[Materials provided]
=== Begin Enclosure ===

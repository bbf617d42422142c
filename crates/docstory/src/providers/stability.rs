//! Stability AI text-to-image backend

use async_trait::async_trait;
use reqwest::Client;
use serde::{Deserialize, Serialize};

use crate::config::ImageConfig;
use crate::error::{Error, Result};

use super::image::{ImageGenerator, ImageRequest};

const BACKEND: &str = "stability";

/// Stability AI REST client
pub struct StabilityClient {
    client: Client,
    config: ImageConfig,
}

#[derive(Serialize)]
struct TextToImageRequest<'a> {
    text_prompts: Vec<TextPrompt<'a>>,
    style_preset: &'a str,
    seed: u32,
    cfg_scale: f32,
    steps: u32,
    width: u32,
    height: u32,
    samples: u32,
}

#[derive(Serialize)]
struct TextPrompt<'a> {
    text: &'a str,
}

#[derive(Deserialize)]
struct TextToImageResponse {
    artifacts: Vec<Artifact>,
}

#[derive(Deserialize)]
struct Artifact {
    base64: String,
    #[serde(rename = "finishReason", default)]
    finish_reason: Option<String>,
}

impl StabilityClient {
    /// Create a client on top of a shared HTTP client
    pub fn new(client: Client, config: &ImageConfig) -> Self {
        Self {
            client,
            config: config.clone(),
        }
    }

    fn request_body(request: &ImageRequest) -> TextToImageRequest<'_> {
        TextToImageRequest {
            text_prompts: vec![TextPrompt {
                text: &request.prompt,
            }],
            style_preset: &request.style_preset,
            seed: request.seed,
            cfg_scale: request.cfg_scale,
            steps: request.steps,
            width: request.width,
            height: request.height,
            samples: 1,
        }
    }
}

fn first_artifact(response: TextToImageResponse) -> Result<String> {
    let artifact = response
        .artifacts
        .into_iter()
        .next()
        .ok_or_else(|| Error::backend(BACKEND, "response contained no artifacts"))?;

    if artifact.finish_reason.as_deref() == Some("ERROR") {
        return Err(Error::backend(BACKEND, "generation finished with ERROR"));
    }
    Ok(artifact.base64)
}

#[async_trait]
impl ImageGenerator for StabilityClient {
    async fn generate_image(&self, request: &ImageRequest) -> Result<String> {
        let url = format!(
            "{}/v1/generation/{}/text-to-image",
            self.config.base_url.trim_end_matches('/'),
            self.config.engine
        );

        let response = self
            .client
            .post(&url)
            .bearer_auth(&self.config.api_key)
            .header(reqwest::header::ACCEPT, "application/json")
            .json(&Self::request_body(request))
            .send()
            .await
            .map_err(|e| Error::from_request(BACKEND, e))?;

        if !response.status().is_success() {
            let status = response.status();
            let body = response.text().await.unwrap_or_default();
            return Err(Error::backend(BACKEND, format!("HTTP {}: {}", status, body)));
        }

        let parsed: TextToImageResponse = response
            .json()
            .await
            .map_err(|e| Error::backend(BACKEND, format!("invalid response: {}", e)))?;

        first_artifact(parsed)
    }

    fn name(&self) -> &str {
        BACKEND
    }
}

=== End Enclosure ===
=== Begin Enclosure ===

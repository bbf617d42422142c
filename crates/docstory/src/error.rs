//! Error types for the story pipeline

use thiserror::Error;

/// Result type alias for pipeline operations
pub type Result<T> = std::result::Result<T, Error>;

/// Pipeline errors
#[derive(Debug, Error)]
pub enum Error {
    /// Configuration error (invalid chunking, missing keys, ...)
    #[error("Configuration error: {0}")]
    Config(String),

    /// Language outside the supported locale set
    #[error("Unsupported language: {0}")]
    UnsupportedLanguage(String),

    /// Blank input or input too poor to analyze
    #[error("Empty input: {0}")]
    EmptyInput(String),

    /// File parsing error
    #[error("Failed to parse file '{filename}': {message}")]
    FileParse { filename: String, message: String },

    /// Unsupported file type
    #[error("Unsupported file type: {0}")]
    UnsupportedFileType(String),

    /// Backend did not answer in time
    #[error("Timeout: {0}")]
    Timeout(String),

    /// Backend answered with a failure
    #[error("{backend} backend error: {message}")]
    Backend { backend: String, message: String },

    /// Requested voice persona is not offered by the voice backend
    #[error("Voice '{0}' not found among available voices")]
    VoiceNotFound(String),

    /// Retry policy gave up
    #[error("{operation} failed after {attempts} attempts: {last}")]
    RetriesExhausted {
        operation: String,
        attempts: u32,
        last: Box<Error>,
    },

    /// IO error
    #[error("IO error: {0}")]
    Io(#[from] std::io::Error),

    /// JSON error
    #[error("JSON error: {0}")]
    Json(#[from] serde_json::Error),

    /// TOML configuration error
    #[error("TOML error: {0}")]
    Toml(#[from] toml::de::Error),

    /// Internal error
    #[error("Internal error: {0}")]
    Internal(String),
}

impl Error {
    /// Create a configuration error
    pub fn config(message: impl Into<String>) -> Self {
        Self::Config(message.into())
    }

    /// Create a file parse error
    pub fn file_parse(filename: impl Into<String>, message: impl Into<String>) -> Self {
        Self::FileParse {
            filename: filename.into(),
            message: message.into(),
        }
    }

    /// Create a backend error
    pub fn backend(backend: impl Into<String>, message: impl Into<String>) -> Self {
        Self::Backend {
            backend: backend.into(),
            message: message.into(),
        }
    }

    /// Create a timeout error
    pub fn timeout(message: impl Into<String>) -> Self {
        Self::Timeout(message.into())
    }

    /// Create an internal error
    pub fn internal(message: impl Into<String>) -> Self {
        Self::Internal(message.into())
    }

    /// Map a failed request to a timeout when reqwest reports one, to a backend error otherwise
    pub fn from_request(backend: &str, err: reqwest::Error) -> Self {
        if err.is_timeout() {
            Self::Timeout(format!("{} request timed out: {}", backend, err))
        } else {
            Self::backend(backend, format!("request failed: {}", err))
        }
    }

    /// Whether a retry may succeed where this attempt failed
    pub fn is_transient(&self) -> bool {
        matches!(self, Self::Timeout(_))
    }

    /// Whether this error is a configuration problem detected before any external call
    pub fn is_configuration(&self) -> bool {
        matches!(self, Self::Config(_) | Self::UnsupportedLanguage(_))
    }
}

=== End Enclosure ===
=== Begin Enclosure ===

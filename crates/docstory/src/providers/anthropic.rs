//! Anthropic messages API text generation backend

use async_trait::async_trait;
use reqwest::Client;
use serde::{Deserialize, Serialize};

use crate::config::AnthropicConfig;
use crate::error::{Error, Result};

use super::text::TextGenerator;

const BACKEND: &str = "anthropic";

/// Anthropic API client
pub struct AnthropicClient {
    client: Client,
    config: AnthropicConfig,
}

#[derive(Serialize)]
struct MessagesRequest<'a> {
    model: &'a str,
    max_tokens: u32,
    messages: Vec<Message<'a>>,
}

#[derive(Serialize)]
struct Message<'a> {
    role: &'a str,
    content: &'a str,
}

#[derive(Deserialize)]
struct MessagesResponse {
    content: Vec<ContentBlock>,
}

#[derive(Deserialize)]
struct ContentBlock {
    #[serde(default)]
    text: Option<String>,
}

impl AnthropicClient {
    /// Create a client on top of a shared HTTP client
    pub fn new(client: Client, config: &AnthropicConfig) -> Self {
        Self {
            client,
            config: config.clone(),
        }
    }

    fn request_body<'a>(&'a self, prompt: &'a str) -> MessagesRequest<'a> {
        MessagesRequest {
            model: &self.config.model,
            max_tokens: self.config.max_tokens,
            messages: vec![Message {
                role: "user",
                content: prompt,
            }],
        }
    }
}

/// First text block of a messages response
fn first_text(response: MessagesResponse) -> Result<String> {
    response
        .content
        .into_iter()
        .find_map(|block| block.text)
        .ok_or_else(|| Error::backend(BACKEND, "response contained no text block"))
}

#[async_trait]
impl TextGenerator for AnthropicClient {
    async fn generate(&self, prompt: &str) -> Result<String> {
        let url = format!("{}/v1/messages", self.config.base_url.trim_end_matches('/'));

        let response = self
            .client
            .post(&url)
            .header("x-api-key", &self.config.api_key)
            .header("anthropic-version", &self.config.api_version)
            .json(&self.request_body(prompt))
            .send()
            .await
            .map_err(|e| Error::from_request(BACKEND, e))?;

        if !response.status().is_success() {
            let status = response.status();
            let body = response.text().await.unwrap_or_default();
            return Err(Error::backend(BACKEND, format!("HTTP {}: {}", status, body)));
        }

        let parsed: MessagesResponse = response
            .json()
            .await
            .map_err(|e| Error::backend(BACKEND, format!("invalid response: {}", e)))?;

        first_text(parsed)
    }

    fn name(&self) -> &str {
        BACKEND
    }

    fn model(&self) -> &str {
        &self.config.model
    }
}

=== End Enclosure ===

Each line in the listing above that contains "TextPrompt" should be copied.

    text_prompts: Vec<TextPrompt<'a>>,
struct TextPrompt<'a> {
            text_prompts: vec![TextPrompt {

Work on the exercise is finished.